ACTIVITY> Look through the material for lines with the word "devices", and copy each one.

#### DATASET ENTRIES ####

//! Artifact domain types

use serde::{Deserialize, Serialize};

/// An artifact stored for a job execution
#[derive(Debug, Clone, PartialEq, Eq, Serialize, Deserialize)]
pub struct JobArtifact {
    /// Path relative to the execution directory
    pub path: String,
    /// Download URL, resolved against the serving host
    #[serde(default)]
    pub url: String,
    pub size_bytes: i64,
}
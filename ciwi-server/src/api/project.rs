//! Project API Handlers
//!
//! Project config loading, listing and pipeline triggering.

use axum::{
    Json,
    extract::{Path, State},
    http::StatusCode,
};
use ciwi_core::domain::project::{ProjectDetail, ProjectSummary, VaultConnection};
use ciwi_core::dto::project::{
    LoadProjectRequest, TriggerPipelineRequest, TriggerPipelineResponse,
};

use crate::api::error::ApiResult;
use crate::service::{project_service, secret_service};
use crate::state::AppState;

// =============================================================================
// Project Endpoints
// =============================================================================

/// POST /projects/load
/// Load or reload a project from YAML config text
pub async fn load_project(
    State(state): State<AppState>,
    Json(req): Json<LoadProjectRequest>,
) -> ApiResult<Json<ProjectDetail>> {
    tracing::info!("Loading project config: {}", req.config_file);

    let project = project_service::load_project(&state.pool, req).await?;
    Ok(Json(project))
}

/// GET /projects
pub async fn list_projects(State(state): State<AppState>) -> ApiResult<Json<Vec<ProjectSummary>>> {
    Ok(Json(project_service::list_projects(&state.pool).await?))
}

/// GET /projects/{id}
pub async fn get_project(
    State(state): State<AppState>,
    Path(id): Path<i64>,
) -> ApiResult<Json<ProjectDetail>> {
    Ok(Json(project_service::get_project(&state.pool, id).await?))
}

/// POST /pipelines/{id}/trigger
/// Expand a pipeline and enqueue its executions
pub async fn trigger_pipeline(
    State(state): State<AppState>,
    Path(id): Path<i64>,
    Json(req): Json<TriggerPipelineRequest>,
) -> ApiResult<(StatusCode, Json<TriggerPipelineResponse>)> {
    tracing::info!("Triggering pipeline: {}", id);

    let job_execution_ids =
        project_service::trigger_pipeline(&state.pool, state.secrets.as_ref(), id, req).await?;
    Ok((
        StatusCode::CREATED,
        Json(TriggerPipelineResponse { job_execution_ids }),
    ))
}

// =============================================================================
// Vault Connection Endpoints
// =============================================================================

/// PUT /vault/connections
/// Create or replace a vault connection
pub async fn save_vault_connection(
    State(state): State<AppState>,
    Json(conn): Json<VaultConnection>,
) -> ApiResult<Json<VaultConnection>> {
    secret_service::save_connection(&state.pool, &conn).await?;
    Ok(Json(conn))
}

/// GET /vault/connections
pub async fn list_vault_connections(
    State(state): State<AppState>,
) -> ApiResult<Json<Vec<VaultConnection>>> {
    Ok(Json(secret_service::list_connections(&state.pool).await?))
}
//! Runtime container management
//!
//! Handles the optional per-job runtime container:
//! - Starting a detached `sleep infinity` container with the execution
//!   directory and cache paths mounted
//! - Verifying it is running
//! - Building `docker exec` commands for step scripts and probes
//! - Removing it when the job ends

use std::collections::HashMap;
use std::path::{Path, PathBuf};
use std::sync::atomic::{AtomicBool, Ordering};
use std::time::Duration;

use anyhow::{Context, Result};
use ciwi_core::domain::job::JobExecution;
use ciwi_core::domain::metadata;
use tracing::{debug, info, warn};

use super::process::{ProcessSpec, capture_output};
use super::shell::Shell;
use super::workspace::{fnv1a64, sanitize_segment};

/// Workdir inside the container when the job does not set one
pub const DEFAULT_CONTAINER_WORKDIR: &str = "/workspace";

/// Bound on `docker run`, `inspect` and `rm`
const DOCKER_TIMEOUT: Duration = Duration::from_secs(600);

/// Everything needed to start a job's runtime container
#[derive(Debug, Clone, PartialEq, Eq)]
pub struct ContainerSpec {
    pub image: String,
    pub workdir: String,
    pub user: Option<String>,
    pub devices: Vec<String>,
    pub groups: Vec<String>,
    pub exec_dir: PathBuf,
    /// Host cache directories, mounted at the same path
    pub cache_mounts: Vec<PathBuf>,
}

impl ContainerSpec {
    /// Container requested by the job's metadata, if any
    pub fn from_job(job: &JobExecution, exec_dir: &Path, cache_mounts: Vec<PathBuf>) -> Option<Self> {
        let image = job.meta(metadata::RUNTIME_CONTAINER_IMAGE).trim();
        if image.is_empty() {
            return None;
        }

        let workdir = match job.meta(metadata::CONTAINER_WORKDIR).trim() {
            "" => DEFAULT_CONTAINER_WORKDIR.to_string(),
            w => w.to_string(),
        };
        let user = Some(job.meta(metadata::CONTAINER_USER).trim())
            .filter(|u| !u.is_empty())
            .map(str::to_string);

        Some(Self {
            image: image.to_string(),
            workdir,
            user,
            devices: split_list(job.meta(metadata::CONTAINER_DEVICES)),
            groups: split_list(job.meta(metadata::CONTAINER_GROUPS)),
            exec_dir: exec_dir.to_path_buf(),
            cache_mounts,
        })
    }

    /// `docker run` arguments for `name`
    pub fn run_args(&self, name: &str) -> Vec<String> {
        let mut args = vec![
            "run".to_string(),
            "-d".to_string(),
            "--name".to_string(),
            name.to_string(),
            "--workdir".to_string(),
            self.workdir.clone(),
        ];
        if let Some(user) = &self.user {
            args.push("--user".to_string());
            args.push(user.clone());
        }
        args.push("--mount".to_string());
        args.push(bind_mount(&self.exec_dir.to_string_lossy(), &self.workdir));
        for cache in &self.cache_mounts {
            let path = cache.to_string_lossy();
            args.push("--mount".to_string());
            args.push(bind_mount(&path, &path));
        }
        for device in &self.devices {
            args.push("--device".to_string());
            args.push(device.clone());
        }
        for group in &self.groups {
            args.push("--group-add".to_string());
            args.push(group.clone());
        }
        args.push("--entrypoint".to_string());
        args.push("sleep".to_string());
        args.push(self.image.clone());
        args.push("infinity".to_string());
        args
    }
}

fn bind_mount(source: &str, target: &str) -> String {
    format!("type=bind,source={source},target={target}")
}

fn split_list(raw: &str) -> Vec<String> {
    raw.split(',')
        .map(str::trim)
        .filter(|s| !s.is_empty())
        .map(str::to_string)
        .collect()
}

/// Container name for a job and image
pub fn container_name(job_id: &str, image: &str) -> String {
    format!(
        "ciwi-{}-{:x}",
        sanitize_segment(job_id).to_ascii_lowercase(),
        fnv1a64(image.as_bytes()) as u32
    )
}

/// A started runtime container; removed on [`RuntimeContainer::remove`] or drop
pub struct RuntimeContainer {
    name: String,
    workdir: String,
    docker: String,
    removed: AtomicBool,
}

impl RuntimeContainer {
    /// Starts the container and checks that it is running
    pub async fn start(spec: &ContainerSpec, job_id: &str) -> Result<Self> {
        let name = container_name(job_id, &spec.image);
        let container = Self {
            name: name.clone(),
            workdir: spec.workdir.clone(),
            docker: docker_program(),
            removed: AtomicBool::new(false),
        };

        // A leftover from a crashed run would make the name collide
        container.force_remove().await;

        info!(container = %name, image = %spec.image, "Starting runtime container");
        let run = ProcessSpec::new(&container.docker).args(spec.run_args(&name));
        let (outcome, text) = capture_output(&run, DOCKER_TIMEOUT)
            .await
            .context("failed to execute docker run")?;
        if !outcome.success() {
            anyhow::bail!(
                "docker run failed for image {} (exit {:?}): {}",
                spec.image,
                outcome.exit_code(),
                text.trim()
            );
        }
        debug!(container = %name, "docker run: {}", text.trim());

        let inspect = ProcessSpec::new(&container.docker).args([
            "inspect",
            "-f",
            "{{.State.Running}}",
            name.as_str(),
        ]);
        let (outcome, text) = capture_output(&inspect, DOCKER_TIMEOUT)
            .await
            .context("failed to execute docker inspect")?;
        if !outcome.success() || text.trim() != "true" {
            anyhow::bail!("container {} is not running: {}", name, text.trim());
        }

        Ok(container)
    }

    pub fn name(&self) -> &str {
        &self.name
    }

    pub fn workdir(&self) -> &str {
        &self.workdir
    }

    /// Command that runs `script` in the container under `shell`
    ///
    /// Variables are forwarded by name so their values never appear on the
    /// docker command line; the container sees only `env`, not the host
    /// environment.
    pub fn exec_command(&self, shell: Shell, script: &str, env: &HashMap<String, String>) -> ProcessSpec {
        let mut keys: Vec<&String> = env.keys().collect();
        keys.sort();

        let mut spec = ProcessSpec::new(&self.docker)
            .arg("exec")
            .arg("-w")
            .arg(&self.workdir);
        for key in keys {
            spec = spec.arg("--env").arg(key.as_str());
        }
        spec.arg(&self.name)
            .args(shell.container_args(script))
            .envs(env)
    }

    /// Stops and removes the container
    pub async fn remove(&self) {
        if self.removed.swap(true, Ordering::SeqCst) {
            return;
        }
        self.force_remove().await;
        info!(container = %self.name, "Runtime container removed");
    }

    async fn force_remove(&self) {
        let rm = ProcessSpec::new(&self.docker).args(["rm", "-f", self.name.as_str()]);
        match capture_output(&rm, DOCKER_TIMEOUT).await {
            Ok((outcome, _)) if outcome.success() => {}
            Ok((_, text)) => debug!(container = %self.name, "docker rm: {}", text.trim()),
            Err(e) => warn!(container = %self.name, "Failed to remove container: {:#}", e),
        }
    }
}

impl Drop for RuntimeContainer {
    fn drop(&mut self) {
        if self.removed.load(Ordering::SeqCst) {
            return;
        }
        if let Err(e) = std::process::Command::new(&self.docker)
            .args(["rm", "-f", self.name.as_str()])
            .output()
        {
            warn!(container = %self.name, "Failed to remove container on drop: {}", e);
        }
    }
}

fn docker_program() -> String {
    std::env::var("CIWI_DOCKER_PATH")
        .ok()
        .filter(|p| !p.trim().is_empty())
        .unwrap_or_else(|| "docker".to_string())
}
//! ciwi HTTP Client
//!
//! A simple, type-safe HTTP client for the ciwi server's `/api/v1` API.
//!
//! The agent uses it for heartbeats, leases, status patches, artifacts and
//! test reports; tooling uses it to load projects and trigger pipelines.
//!
//! # Example
//!
//! ```no_run
//! use ciwi_client::ServerClient;
//! use ciwi_core::dto::job::CreateJobExecution;
//!
//! #[tokio::main]
//! async fn main() -> Result<(), Box<dyn std::error::Error>> {
//!     let client = ServerClient::new("http://localhost:8112");
//!
//!     let job = client.enqueue_job(&CreateJobExecution {
//!         script: "echo hello".to_string(),
//!         ..Default::default()
//!     }).await?;
//!
//!     println!("Queued job: {}", job.id);
//!     Ok(())
//! }
//! ```

pub mod error;
mod agents;
mod jobs;
mod projects;
mod server;

// Re-export commonly used types
pub use error::{ClientError, Result};

use ciwi_core::API_PREFIX;
use reqwest::Client;
use serde::de::DeserializeOwned;

/// HTTP client for the ciwi server API
///
/// This client provides methods for all server API endpoints, organized
/// into logical groups:
/// - Agent heartbeat, lease and control directives
/// - Job execution lifecycle (status, artifacts, test reports)
/// - Project loading and pipeline triggering
/// - Server state snapshots and self-update
#[derive(Debug, Clone)]
pub struct ServerClient {
    /// Base URL of the server (e.g., "http://localhost:8112")
    base_url: String,
    /// HTTP client instance
    client: Client,
}

impl ServerClient {
    /// Create a new server client
    ///
    /// # Example
    /// ```
    /// use ciwi_client::ServerClient;
    ///
    /// let client = ServerClient::new("http://localhost:8112");
    /// ```
    pub fn new(base_url: impl Into<String>) -> Self {
        Self::with_client(base_url, Client::new())
    }

    /// Create a new server client with a custom HTTP client
    ///
    /// This allows you to configure timeouts, proxies, TLS settings, etc.
    pub fn with_client(base_url: impl Into<String>, client: Client) -> Self {
        let base_url = base_url.into();
        Self {
            base_url: base_url.trim_end_matches('/').to_string(),
            client,
        }
    }

    /// Get the base URL of the server
    pub fn base_url(&self) -> &str {
        &self.base_url
    }

    /// Absolute URL for an `/api/v1` path
    fn api_url(&self, path: &str) -> String {
        format!("{}{}{}", self.base_url, API_PREFIX, path)
    }

    /// Resolves a possibly relative URL returned by the server
    pub fn resolve_url(&self, url: &str) -> String {
        if url.starts_with("http://") || url.starts_with("https://") {
            url.to_string()
        } else if url.starts_with('/') {
            format!("{}{}", self.base_url, url)
        } else {
            format!("{}/{}", self.base_url, url)
        }
    }

    // =============================================================================
    // Response Handlers
    // =============================================================================

    /// Handle an API response and deserialize JSON
    ///
    /// This method checks the status code and returns an appropriate error if
    /// the request failed, or deserializes the response body if successful.
    async fn handle_response<T: DeserializeOwned>(&self, response: reqwest::Response) -> Result<T> {
        let status = response.status();

        if !status.is_success() {
            return Err(Self::error_from(response).await);
        }

        response
            .json()
            .await
            .map_err(|e| ClientError::Decode(e.to_string()))
    }

    /// Handle an API response whose body is ignored
    async fn handle_empty_response(&self, response: reqwest::Response) -> Result<()> {
        if !response.status().is_success() {
            return Err(Self::error_from(response).await);
        }
        Ok(())
    }

    async fn error_from(response: reqwest::Response) -> ClientError {
        let status = response.status().as_u16();
        let text = response
            .text()
            .await
            .unwrap_or_else(|_| "Unknown error".to_string());
        ClientError::from_body(status, &text)
    }
}

#[cfg(test)]
mod tests {
    use super::*;

    #[test]
    fn test_client_creation() {
        let client = ServerClient::new("http://localhost:8112");
        assert_eq!(client.base_url(), "http://localhost:8112");
    }

    #[test]
    fn test_client_trims_trailing_slash() {
        let client = ServerClient::new("http://localhost:8112/");
        assert_eq!(client.base_url(), "http://localhost:8112");
        assert_eq!(
            client.api_url("/heartbeat"),
            "http://localhost:8112/api/v1/heartbeat"
        );
    }

    #[test]
    fn test_resolve_url() {
        let client = ServerClient::new("http://ci:8112");
        assert_eq!(
            client.resolve_url("/artifacts/job-1/a.txt"),
            "http://ci:8112/artifacts/job-1/a.txt"
        );
        assert_eq!(
            client.resolve_url("https://other/x"),
            "https://other/x"
        );
    }
}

####

TASK RESULT>
    pub devices: Vec<String>,
            devices: split_list(job.meta(metadata::CONTAINER_DEVICES)),
        for device in &self.devices {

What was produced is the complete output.